|
Non vi è dubbio che il nostro paese sia legato a filo doppio con l’America: nel corso del secolo scorso grandi migrazioni delle nostre genti hanno contribuito ad innalzare ponti di contatto tra la nostra comunità e il nuovo continernte.. Sono molti gli italo-americani che sono riusciti nella non facile impresa di affermare e mantenere le proprie radici in quella immensa e sconosciuta terra quasi vergine e a far si che quelle radici, e soprattutto il racconto di quelle esperienze che si sono poi tramandate per tutte le generazioni successive a quelli dei pionieri, divenissero un patrimonio comune sia del vecchio che del nuovo mondo. E non vi è dubbio che il nostro paese ha contribuito anche a livello letterario a rendere grande quella giovane terra.In questo quadro un posto di tutto rispetto lo dobbiamo concedere a John Fante, quell’autore della famosa saga di Arturo Bandini, il suo alter ego letterario, con il quale ha raccontato i sogni e le speranze, a volte andate deluse ma molte spesso realizzate, di quegli italiani che, come la sua famiglia, approdarono nel nuovo continente ai primi del novecento con la famosa valigia di cartone.
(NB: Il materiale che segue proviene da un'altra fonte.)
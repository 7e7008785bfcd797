//! Base score: cosine relevance to the seed centroid, log-normal price affinity, brand nudge.

use mmrec_core::config::EngineSettings;

/// Median of the strictly positive values, `None` when there are none.
pub fn median_positive(values: impl IntoIterator<Item = f64>) -> Option<f64> {
    let mut v: Vec<f64> = values.into_iter().filter(|x| *x > 0.0).collect();
    if v.is_empty() {
        return None;
    }
    v.sort_by(f64::total_cmp);
    let m = v.len() / 2;
    Some(if v.len() % 2 == 1 { v[m] } else { (v[m - 1] + v[m]) / 2.0 })
}

/// Per-request scoring constants.
#[derive(Debug, Clone, Copy, PartialEq)]
pub struct Scorer {
    relevance_weight: f64,
    price_weight: f64,
    neutral_affinity: f64,
    sigma: f64,
    median_price: Option<f64>,
    /// Already multiplied by the configured weight; 0 when no brand filter is set.
    brand_bonus: f64,
}

impl Scorer {
    pub fn new(settings: &EngineSettings, median_price: Option<f64>, brand_boost: f64, has_brand_filter: bool) -> Self {
        let brand_bonus = if brand_boost > 0.0 && has_brand_filter { settings.brand_boost_weight * brand_boost } else { 0.0 };
        Self {
            relevance_weight: settings.relevance_weight,
            price_weight: settings.price_weight,
            neutral_affinity: settings.neutral_price_affinity,
            sigma: settings.price_sigma,
            median_price,
            brand_bonus,
        }
    }

    /// `exp(-0.5 · ln(price / median)² / σ²)`; neutral without a median or a price.
    ///
    /// Symmetric on a multiplicative scale: 2× and 0.5× the median score the same.
    pub fn price_affinity(&self, price: f64) -> f64 {
        match self.median_price {
            Some(median) if median > 0.0 && price > 0.0 => {
                let dist = (price / median).ln();
                (-0.5 * dist * dist / (self.sigma * self.sigma)).exp()
            }
            _ => self.neutral_affinity,
        }
    }

    pub fn score(&self, relevance: f64, price: f64, brand_matches: bool) -> f64 {
        let base = self.relevance_weight * relevance + self.price_weight * self.price_affinity(price);
        if brand_matches { base + self.brand_bonus } else { base }
    }
}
Oltre alla citata saga di Bandini, Fante scrisse altri romanzi a sfondo autobiografico, come questo piccolo gioiellino di Full of life, ove si racconta non più con il suo alter ego ma direttamente come John Fante. E lo fa per descrivere la sua esperienza, accanto alla moglie Joyce, durante la gravidanza di questa per l’arrivo del loro primogenito. Ovviamente il suo punto di vista è quello dell’uomo che guarda la sporgenza di sua moglie come tutti gli uomini guardano la pancia di una donna in attesa, con quella grande curiosità ed attenzione ma al tempo stesso con un sorta di estraneità. L’attenzione della donna si concentra sempre più verso quella sporgenza che cresce, cosi come cresce quel senso di estraneità e di solitudine che afferra l’uomo. Cosi la loro casa che viene attaccata dalle termiti nelle sue fondamenta appare splendida metafora di un rapporto di coppia che viene logorato da un nemico invisibile ma pericoloso.
Detta cosi potrebbe sembrare che, come la storia della letteratura è costellata di romanzi definiti femminili, qui ci troviamo di fronte ad un romanzo che potrebbe definirsi maschile (e a tal proposito soffernatevi attentamente sull'ottima prefazione di Paolo Giordano). Ma nel leggere questo piccolo grande racconto autobiografico la mi personale e netta sensazione è stata quella di trovarmi di fronte ad un grande romanzo, senza accezioni che di fatto ne sminuirebbero il suo valore. Perché qui siamo di fronte non solo al punto di vista del Fante che attende, inesperto e spesso impotente, di fronte ad un meccanismo che appare impenetrabile per un uomo, e dunque siamo di fronte al punto di vista maschile. Qui siamo di fronte anche a quello che Fante ha sentito, vissuto e cercato di rendere vivo dal punto di vista di sua moglie, con la sua attesa fatta di dolcezza ma anche di angosce e di dolori difficilmente narrabili. E siamo soprattutto in presenza, ancora una volta, di una magistrale descrizione della figura paterna di John, cioè di quel vecchio padre Nick, muratore abruzzese rude, tenace, duro, apparentemente insensibile ma in realtà figura straordinaria e rappresentativa di una intera generazione di migranti italo americani. Perché è attraverso questa figura del vecchio Nick che noi ancora oggi sappiamo del sudore operaio di quell’inizio di secolo, che costruiva case con le proprie mani, coltivava terra con le proprie capacità, manteneva superstizioni popolari portate con se dai propri paesi di origine e che hanno dato identità ed appartenenza ad una comunità in quella grande nazione spesso inospitale.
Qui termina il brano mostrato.